Since only part of the material below is wanted, output exactly the lines from the one with "pub type Result<T>" up to and including the one with "pub enum ApiError".

*Material provided*
————————

//! Error types for repopress

use std::fmt;

use reqwest::StatusCode;
use thiserror::Error;

/// Result type alias for repopress operations
pub type Result<T> = std::result::Result<T, Error>;

/// Top-level error type for the library
#[derive(Debug, Error)]
pub enum Error {
    #[error(transparent)]
    Api(#[from] ApiError),

    #[error(transparent)]
    Cache(#[from] CacheError),

    #[error(transparent)]
    Config(#[from] ConfigError),

    #[error(transparent)]
    Registry(#[from] RegistryError),

    #[error(transparent)]
    Install(#[from] InstallError),

    /// The repository has no parsable readme or style.css headers
    #[error("{0}")]
    NoValidMetadata(String),

    /// Install refused; carries the compatibility verdict's reason
    #[error("{0}")]
    Incompatible(String),

    #[error(transparent)]
    Io(#[from] std::io::Error),

    #[error("JSON error: {0}")]
    Json(#[from] serde_json::Error),
}

impl Error {
    /// True when the underlying cause is an upstream 404.
    pub fn is_not_found(&self) -> bool {
        matches!(self, Error::Api(ApiError::NotFound(_)))
    }

    /// Upstream HTTP status carried by this error, if any.
    pub fn status_code(&self) -> Option<u16> {
        match self {
            Error::Api(api) => api.status_code(),
            Error::Install(InstallError::DownloadStatus(code)) => Some(*code),
            _ => None,
        }
    }
}

/// GitHub API errors
#[derive(Debug, Error)]
pub enum ApiError {
    #[error(
        "Your access token is invalid or does not have permission to access this repository. Please check your token and ensure it has the \"repo\" scope."
    )]
    Unauthorized,

    #[error(
        "Your access token does not have permission to access this repository. Please ensure it has the \"repo\" scope."
    )]
    Forbidden,

    #[error(
        "{0} not found or you do not have access to it. Please verify the name and ensure your access token has the \"repo\" scope."
    )]
    NotFound(String),

    #[error(
        "GitHub API rate limit reached. Wait a while before trying again, or add a personal access token to raise the limit."
    )]
    RateLimited { status: u16 },

    #[error("GitHub API HTTP error: {status}")]
    Http { status: u16, message: String },

    #[error("Network error: {0}")]
    Network(String),

    #[error("Invalid response from GitHub API: {0}")]
    InvalidResponse(String),

    #[error("An access token is required to access private repositories.")]
    MissingToken,
}

impl ApiError {
    /// Map a non-success status to the matching error.
    ///
    /// `resource` names what was requested (e.g. `Repository "acme/widget"`);
    /// `body` is inspected to tell a 403 rate-limit apart from a scope problem.
    pub fn from_status(status: StatusCode, resource: &str, body: &str) -> Self {
        match status {
            StatusCode::UNAUTHORIZED => ApiError::Unauthorized,
            StatusCode::FORBIDDEN => {
                if body.to_ascii_lowercase().contains("rate limit") {
                    ApiError::RateLimited { status: 403 }
                } else {
                    ApiError::Forbidden
                }
            }
            StatusCode::NOT_FOUND => ApiError::NotFound(resource.to_string()),
            StatusCode::TOO_MANY_REQUESTS => ApiError::RateLimited { status: 429 },
            other => ApiError::Http {
                status: other.as_u16(),
                message: body.chars().take(200).collect(),
            },
        }
    }

    /// HTTP status code this error was produced from, if any.
    pub fn status_code(&self) -> Option<u16> {
        match self {
            ApiError::Unauthorized => Some(401),
            ApiError::Forbidden => Some(403),
            ApiError::NotFound(_) => Some(404),
            ApiError::RateLimited { status } | ApiError::Http { status, .. } => Some(*status),
            _ => None,
        }
    }
}

impl From<reqwest::Error> for ApiError {
    fn from(err: reqwest::Error) -> Self {
        if err.is_timeout() {
            ApiError::Network("Request timed out".to_string())
        } else if err.is_connect() {
            ApiError::Network("Failed to connect to GitHub".to_string())
        } else if err.is_decode() {
            ApiError::InvalidResponse(err.to_string())
        } else {
            ApiError::Network(err.to_string())
        }
    }
}

/// Cache storage errors
#[derive(Debug, Error)]
pub enum CacheError {
    #[error("Cache database error: {0}")]
    Sqlite(#[from] rusqlite::Error),

    #[error("Cache I/O error: {0}")]
    Io(String),

    #[error("Could not determine a cache directory")]
    NoHome,

    #[error("Cache serialization error: {0}")]
    Serialization(String),
}

/// Configuration-related errors
#[derive(Debug, Error)]
pub enum ConfigError {
    #[error("Configuration file not found")]
    NotFound,

    #[error("Failed to parse configuration: {0}")]
    ParseError(String),

    #[error("Invalid configuration: {0}")]
    Invalid(String),

    #[error("Failed to save configuration: {0}")]
    SaveError(String),
}

impl From<serde_yaml::Error> for ConfigError {
    fn from(err: serde_yaml::Error) -> Self {
        ConfigError::ParseError(err.to_string())
    }
}

/// Registry (tracked package store) errors
#[derive(Debug, Error)]
pub enum RegistryError {
    #[error(
        "Invalid repository format \"{0}\". Please use \"owner/repo\" format (e.g., mycompany/private-plugin)."
    )]
    InvalidFormat(String),

    #[error("Repository \"{0}\" is already in your monitored list.")]
    AlreadyTracked(String),

    #[error("Repository \"{0}\" is not being monitored.")]
    NotTracked(String),

    #[error("Failed to save repository: {0}")]
    Storage(String),
}

impl From<rusqlite::Error> for RegistryError {
    fn from(err: rusqlite::Error) -> Self {
        RegistryError::Storage(err.to_string())
    }
}

/// Install pipeline stages, in the order they are reached.
#[derive(Debug, Clone, Copy, PartialEq, Eq, Hash)]
pub enum InstallStage {
    Resolved,
    Downloaded,
    Verified,
    Extracted,
    Renamed,
    Installed,
    Registered,
}

impl fmt::Display for InstallStage {
    fn fmt(&self, f: &mut fmt::Formatter<'_>) -> fmt::Result {
        let name = match self {
            InstallStage::Resolved => "resolved",
            InstallStage::Downloaded => "downloaded",
            InstallStage::Verified => "verified",
            InstallStage::Extracted => "extracted",
            InstallStage::Renamed => "renamed",
            InstallStage::Installed => "installed",
            InstallStage::Registered => "registered",
        };
        f.write_str(name)
    }
}

/// Installer errors, one variant per failing stage
#[derive(Debug, Error)]
pub enum InstallError {
    #[error("Could not download the package: {0}")]
    Download(String),

    #[error(
        "Could not download the repository zip (HTTP {0}). Please verify your access token has the \"repo\" scope and that you can access this repository."
    )]
    DownloadStatus(u16),

    #[error("The downloaded archive is not a valid package: {0}")]
    Verify(String),

    #[error("Could not extract the package. Check free disk space and permissions: {0}")]
    Extract(String),

    #[error("Could not rename extracted folder from \"{from}\" to \"{to}\": {reason}")]
    Rename {
        from: String,
        to: String,
        reason: String,
    },

    #[error("Could not move the package into place: {0}")]
    HostInstall(String),

    #[error("Package installed but could not be registered for updates: {0}")]
    Register(String),
}

impl InstallError {
    /// The stage the pipeline was trying to reach when it failed.
    pub fn stage(&self) -> InstallStage {
        match self {
            InstallError::Download(_) | InstallError::DownloadStatus(_) => InstallStage::Downloaded,
            InstallError::Verify(_) => InstallStage::Verified,
            InstallError::Extract(_) => InstallStage::Extracted,
            InstallError::Rename { .. } => InstallStage::Renamed,
            InstallError::HostInstall(_) => InstallStage::Installed,
            InstallError::Register(_) => InstallStage::Registered,
        }
    }
}
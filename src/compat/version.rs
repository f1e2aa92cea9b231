//! Dotted version ordering for WordPress/PHP style versions
//!
//! WordPress and PHP versions are not strict semver: `6.5`, `7.4.33`,
//! `6.6-RC1` and `1.2.3.4` all occur. The first three components map onto a
//! [`semver::Version`]; extra components form a numeric tail. Missing
//! components count as zero, and a pre-release sorts before its release.

use std::cmp::Ordering;
use std::fmt;
use std::str::FromStr;

use semver::{Prerelease, Version};

/// Parsed package or host version
#[derive(Debug, Clone)]
pub struct PackageVersion {
    core: Version,
    tail: Vec<u64>,
    original: String,
}

/// Version string that could not be parsed
#[derive(Debug, Clone, PartialEq, Eq)]
pub struct VersionParseError(pub String);

impl fmt::Display for VersionParseError {
    fn fmt(&self, f: &mut fmt::Formatter<'_>) -> fmt::Result {
        write!(f, "invalid version \"{}\"", self.0)
    }
}

impl std::error::Error for VersionParseError {}

impl FromStr for PackageVersion {
    type Err = VersionParseError;

    fn from_str(s: &str) -> Result<Self, Self::Err> {
        let original = s.trim();
        let invalid = || VersionParseError(original.to_string());

        let stripped = original.trim_start_matches(['v', 'V']);
        // Build metadata never affects ordering
        let without_build = stripped.split('+').next().unwrap_or_default();
        let (numbers, pre) = match without_build.split_once('-') {
            Some((numbers, pre)) => (numbers, pre),
            None => (without_build, ""),
        };

        let parts = numbers
            .split('.')
            .map(|p| p.parse::<u64>().map_err(|_| invalid()))
            .collect::<Result<Vec<_>, _>>()?;
        if parts.is_empty() {
            return Err(invalid());
        }

        let mut core = Version::new(
            parts[0],
            parts.get(1).copied().unwrap_or(0),
            parts.get(2).copied().unwrap_or(0),
        );
        if !pre.is_empty() {
            core.pre = Prerelease::new(&pre.to_ascii_lowercase()).map_err(|_| invalid())?;
        }

        let mut tail = parts.get(3..).map(<[u64]>::to_vec).unwrap_or_default();
        while tail.last() == Some(&0) {
            tail.pop();
        }

        Ok(Self {
            core,
            tail,
            original: original.to_string(),
        })
    }
}

impl PackageVersion {
    /// Parse, returning `None` for empty or malformed input
    pub fn parse(input: &str) -> Option<Self> {
        if input.trim().is_empty() {
            return None;
        }
        input.parse().ok()
    }

    /// The string this version was parsed from
    pub fn as_str(&self) -> &str {
        &self.original
    }
}

impl fmt::Display for PackageVersion {
    fn fmt(&self, f: &mut fmt::Formatter<'_>) -> fmt::Result {
        f.write_str(&self.original)
    }
}

impl Ord for PackageVersion {
    fn cmp(&self, other: &Self) -> Ordering {
        let a = &self.core;
        let b = &other.core;
        (a.major, a.minor, a.patch)
            .cmp(&(b.major, b.minor, b.patch))
            .then_with(|| {
                let len = self.tail.len().max(other.tail.len());
                (0..len)
                    .map(|i| {
                        let x = self.tail.get(i).copied().unwrap_or(0);
                        let y = other.tail.get(i).copied().unwrap_or(0);
                        x.cmp(&y)
                    })
                    .find(|o| o.is_ne())
                    .unwrap_or(Ordering::Equal)
            })
            .then_with(|| a.pre.cmp(&b.pre))
    }
}

impl PartialOrd for PackageVersion {
    fn partial_cmp(&self, other: &Self) -> Option<Ordering> {
        Some(self.cmp(other))
    }
}

impl PartialEq for PackageVersion {
    fn eq(&self, other: &Self) -> bool {
        self.cmp(other) == Ordering::Equal
    }
}

impl Eq for PackageVersion {}

/// Compare two version strings; `None` when either does not parse.
pub fn compare_versions(a: &str, b: &str) -> Option<Ordering> {
    Some(PackageVersion::parse(a)?.cmp(&PackageVersion::parse(b)?))
}

/// `installed < available`, false when either does not parse.
pub fn is_newer(available: &str, installed: &str) -> bool {
    compare_versions(installed, available) == Some(Ordering::Less)
}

————————

*Response area*
pub type Result<T> = std::result::Result<T, Error>;

/// Top-level error type for the library
#[derive(Debug, Error)]
pub enum Error {
    #[error(transparent)]
    Api(#[from] ApiError),

    #[error(transparent)]
    Cache(#[from] CacheError),

    #[error(transparent)]
    Config(#[from] ConfigError),

    #[error(transparent)]
    Registry(#[from] RegistryError),

    #[error(transparent)]
    Install(#[from] InstallError),

    /// The repository has no parsable readme or style.css headers
    #[error("{0}")]
    NoValidMetadata(String),

    /// Install refused; carries the compatibility verdict's reason
    #[error("{0}")]
    Incompatible(String),

    #[error(transparent)]
    Io(#[from] std::io::Error),

    #[error("JSON error: {0}")]
    Json(#[from] serde_json::Error),
}

impl Error {
    /// True when the underlying cause is an upstream 404.
    pub fn is_not_found(&self) -> bool {
        matches!(self, Error::Api(ApiError::NotFound(_)))
    }

    /// Upstream HTTP status carried by this error, if any.
    pub fn status_code(&self) -> Option<u16> {
        match self {
            Error::Api(api) => api.status_code(),
            Error::Install(InstallError::DownloadStatus(code)) => Some(*code),
            _ => None,
        }
    }
}

/// GitHub API errors
#[derive(Debug, Error)]
pub enum ApiError {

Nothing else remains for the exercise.